The world has entered a period of geopolitical uncertainty, with the U.S. now at the center of the storm. Here are our near-term economic views:

  • Global uncertainty: The Trump administration has taken aggressive early measures to address trade deficits and shrink the size of government. It remains unclear whether the current policy volatility will evolve into a more stable U.S. strategy. As tariff barriers rise, global uncertainty is increasing, particularly for export-dependent economies.
  • Threats to U.S. exceptionalism: With both business and consumer confidence declining, the U.S. economic and financial-market exceptionalism of recent years could be fading.
  • National interests take new precedence: Protectionist U.S. policies, coupled with the prospect for government spending cuts, are stoking concerns about U.S. recession risks and a rekindling of inflation. In contrast, the prospect of increased fiscal spending is improving the outlooks for countries such as Germany and China. Major central banks will aim to continue easing policy to neutral levels.

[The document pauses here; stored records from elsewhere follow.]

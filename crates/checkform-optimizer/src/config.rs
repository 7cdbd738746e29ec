//! Configuration for the optimizer

use serde::{Deserialize, Serialize};

/// Configuration for the optimization loop
#[derive(Debug, Clone, Serialize, Deserialize)]
pub struct OptimizerConfig {
    /// Precision the extraction must reach for the target to be met
    pub min_precision: f64,

    /// Recall the extraction must reach for the target to be met
    pub min_recall: f64,

    /// Seconds to wait before retrying a round after a transient
    /// extractor failure; one retry per round
    pub retry_backoff_secs: u64,

    /// Similarity threshold handed to the matcher's fuzzy fallback
    pub similarity_threshold: f64,
}

impl OptimizerConfig {
    /// Validate the configuration
    pub fn validate(&self) -> Result<(), String> {
        if !(0.0..=1.0).contains(&self.min_precision) {
            return Err("min_precision must be within [0.0, 1.0]".to_string());
        }
        if !(0.0..=1.0).contains(&self.min_recall) {
            return Err("min_recall must be within [0.0, 1.0]".to_string());
        }
        if !(0.0..=1.0).contains(&self.similarity_threshold) {
            return Err("similarity_threshold must be within [0.0, 1.0]".to_string());
        }
        Ok(())
    }

    /// Load configuration from TOML string
    pub fn from_toml(toml_str: &str) -> Result<Self, String> {
        toml::from_str(toml_str).map_err(|e| format!("Failed to parse TOML: {}", e))
    }

    /// Serialize configuration to TOML string
    pub fn to_toml(&self) -> Result<String, String> {
        toml::to_string_pretty(self).map_err(|e| format!("Failed to serialize to TOML: {}", e))
    }
}

impl Default for OptimizerConfig {
    /// Defaults mirror the documented extraction requirements:
    /// precision of at least 97%, recall of at least 90%
    fn default() -> Self {
        Self {
            min_precision: 0.97,
            min_recall: 0.90,
            retry_backoff_secs: 5,
            similarity_threshold: checkform_eval::DEFAULT_SIMILARITY_THRESHOLD,
        }
    }
}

This newfound U.S.-led uncertainty has fueled a sell-off in risk assets and a surge in volatility. Meanwhile, high quality bonds have flourished, delivering comparable total returns to equities over the past year while offering favorable valuations today. Here are our near-term investment views:

  • Seek stable sources of return in turbulent times: Historically, starting bond yields closely correlate with five-year forward returns. Yields are attractive today, positioning bonds well in this environment. We believe it’s a good time to reduce concentrated positions in U.S. risk assets, particularly with valuations still elevated.
  • Diversify across global markets: Global fixed income opportunities remain robust, offering strategies to further enhance diversification.
  • Favor asset-based finance over corporate credit: We prefer asset-based finance relative to corporate credit across public and private markets.